STORED DATA section start

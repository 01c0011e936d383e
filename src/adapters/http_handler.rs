use std::sync::{Arc, RwLock};

use axum::body::Body as AxumBody;
use axum::response::Response as AxumResponse;
use hyper::Request;

use crate::core::{Admission, ClientInfo, MirrorTarget, ProxyService, RejectReason};
use crate::metrics::{self, RequestOutcome, UpstreamTimer};
use crate::ports::http_client::HttpClient;
use crate::ports::http_server::{HandlerError, HandlerResponseFuture, HttpHandler};

/// Runs one request through Router, Admission, the request transformer, the
/// upstream call and the response transformer.
#[derive(Clone)]
pub struct MirrorHandler {
    proxy_service_holder: Arc<RwLock<Arc<ProxyService>>>,
    http_client: Arc<dyn HttpClient>,
}

impl MirrorHandler {
    pub fn new(
        proxy_service_holder: Arc<RwLock<Arc<ProxyService>>>,
        http_client: Arc<dyn HttpClient>,
    ) -> Self {
        Self {
            proxy_service_holder,
            http_client,
        }
    }

    /// The configuration generation this request will use from start to finish.
    fn snapshot(&self) -> Arc<ProxyService> {
        match self.proxy_service_holder.read() {
            Ok(guard) => guard.clone(),
            Err(poisoned) => poisoned.into_inner().clone(),
        }
    }

    async fn mirror(
        &self,
        service: &ProxyService,
        req: Request<AxumBody>,
        client: &ClientInfo,
        url: &str,
    ) -> Result<AxumResponse, HandlerError> {
        let Some(origin) = service.origin_hostname(&req) else {
            return Ok(reject(service, client, url, RejectReason::MissingHost));
        };

        let routed = service.route(&client.path);
        let upstream = match (routed, service.admit(routed, client)) {
            (Some(upstream), Admission::Admit) => upstream,
            (_, Admission::Reject(reason)) => return Ok(reject(service, client, url, reason)),
            (None, Admission::Admit) => {
                return Ok(reject(service, client, url, RejectReason::NoUpstream));
            }
        };
        tracing::debug!(upstream = %upstream, origin = %origin, path = %client.path, "Routing request");

        let method = req.method().clone();
        let target = MirrorTarget {
            origin: &origin,
            upstream,
        };
        let outbound = service.upstream_request(req, target)?;

        let response = {
            let _timer = UpstreamTimer::new(upstream);
            self.http_client.send_request(outbound).await?
        };
        metrics::increment_upstream_response_total(upstream, response.status().as_u16());

        let response = service.mirror_response(response, target, &method).await?;
        metrics::increment_request_total(RequestOutcome::Forwarded);
        Ok(response)
    }
}

fn reject(
    service: &ProxyService,
    client: &ClientInfo,
    url: &str,
    reason: RejectReason,
) -> AxumResponse {
    tracing::warn!(
        client_ip = client.ip.as_deref().unwrap_or_default(),
        user_agent = client.user_agent.as_deref().unwrap_or_default(),
        url = %url,
        reason = %reason,
        "Invalid"
    );
    metrics::increment_request_total(RequestOutcome::Rejected);
    metrics::increment_rejection_total(reason);
    service.reject(&client.path)
}

impl HttpHandler for MirrorHandler {
    fn handle_request<'a>(&'a self, req: Request<AxumBody>) -> HandlerResponseFuture<'a> {
        Box::pin(async move {
            let service = self.snapshot();
            let client = service.client_info(&req);
            let url = req.uri().to_string();

            let result = self.mirror(&service, req, &client, &url).await;
            if let Err(err) = &result {
                tracing::error!(
                    client_ip = client.ip.as_deref().unwrap_or_default(),
                    user_agent = client.user_agent.as_deref().unwrap_or_default(),
                    url = %url,
                    error = %err,
                    "Fetch error"
                );
                metrics::increment_request_total(RequestOutcome::Failed);
            }
            result
        })
    }
}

STORED DATA section end

__WHAT YOU NEED TO DO__:
Would you write the records out again, word for word?

__SOLUTION TO THIS TASK__:
repository 01c0011e936d383e
filename src/adapters/http_handler.rs
use std::sync::{Arc, RwLock};

use axum::body::Body as AxumBody;
use axum::response::Response as AxumResponse;
use hyper::Request;

use crate::core::{Admission, ClientInfo, MirrorTarget, ProxyService, RejectReason};
use crate::metrics::{self, RequestOutcome, UpstreamTimer};
use crate::ports::http_client::HttpClient;
use crate::ports::http_server::{HandlerError, HandlerResponseFuture, HttpHandler};

/// Runs one request through Router, Admission, the request transformer, the
/// upstream call and the response transformer.
#[derive(Clone)]
pub struct MirrorHandler {
    proxy_service_holder: Arc<RwLock<Arc<ProxyService>>>,
    http_client: Arc<dyn HttpClient>,
}

impl MirrorHandler {
    pub fn new(
        proxy_service_holder: Arc<RwLock<Arc<ProxyService>>>,
        http_client: Arc<dyn HttpClient>,
    ) -> Self {
        Self {
            proxy_service_holder,
            http_client,
        }
    }

    /// The configuration generation this request will use from start to finish.
    fn snapshot(&self) -> Arc<ProxyService> {
        match self.proxy_service_holder.read() {
            Ok(guard) => guard.clone(),
            Err(poisoned) => poisoned.into_inner().clone(),
        }
    }

    async fn mirror(
        &self,
        service: &ProxyService,
        req: Request<AxumBody>,
        client: &ClientInfo,
        url: &str,
    ) -> Result<AxumResponse, HandlerError> {
        let Some(origin) = service.origin_hostname(&req) else {
            return Ok(reject(service, client, url, RejectReason::MissingHost));
        };

        let routed = service.route(&client.path);
        let upstream = match (routed, service.admit(routed, client)) {
            (Some(upstream), Admission::Admit) => upstream,
            (_, Admission::Reject(reason)) => return Ok(reject(service, client, url, reason)),
            (None, Admission::Admit) => {
                return Ok(reject(service, client, url, RejectReason::NoUpstream));
            }
        };
        tracing::debug!(upstream = %upstream, origin = %origin, path = %client.path, "Routing request");

        let method = req.method().clone();
        let target = MirrorTarget {
            origin: &origin,
            upstream,
        };
        let outbound = service.upstream_request(req, target)?;

        let response = {
            let _timer = UpstreamTimer::new(upstream);
            self.http_client.send_request(outbound).await?
        };
        metrics::increment_upstream_response_total(upstream, response.status().as_u16());

        let response = service.mirror_response(response, target, &method).await?;
        metrics::increment_request_total(RequestOutcome::Forwarded);
        Ok(response)
    }
}

fn reject(
    service: &ProxyService,
    client: &ClientInfo,
    url: &str,
    reason: RejectReason,
) -> AxumResponse {
    tracing::warn!(
        client_ip = client.ip.as_deref().unwrap_or_default(),
        user_agent = client.user_agent.as_deref().unwrap_or_default(),
        url = %url,
        reason = %reason,
        "Invalid"
    );
    metrics::increment_request_total(RequestOutcome::Rejected);
    metrics::increment_rejection_total(reason);
    service.reject(&client.path)
}

impl HttpHandler for MirrorHandler {
    fn handle_request<'a>(&'a self, req: Request<AxumBody>) -> HandlerResponseFuture<'a> {
        Box::pin(async move {
            let service = self.snapshot();
            let client = service.client_info(&req);
            let url = req.uri().to_string();

            let result = self.mirror(&service, req, &client, &url).await;
            if let Err(err) = &result {
                tracing::error!(
                    client_ip = client.ip.as_deref().unwrap_or_default(),
                    user_agent = client.user_agent.as_deref().unwrap_or_default(),
                    url = %url,
                    error = %err,
                    "Fetch error"
                );
                metrics::increment_request_total(RequestOutcome::Failed);
            }
            result
        })
    }
}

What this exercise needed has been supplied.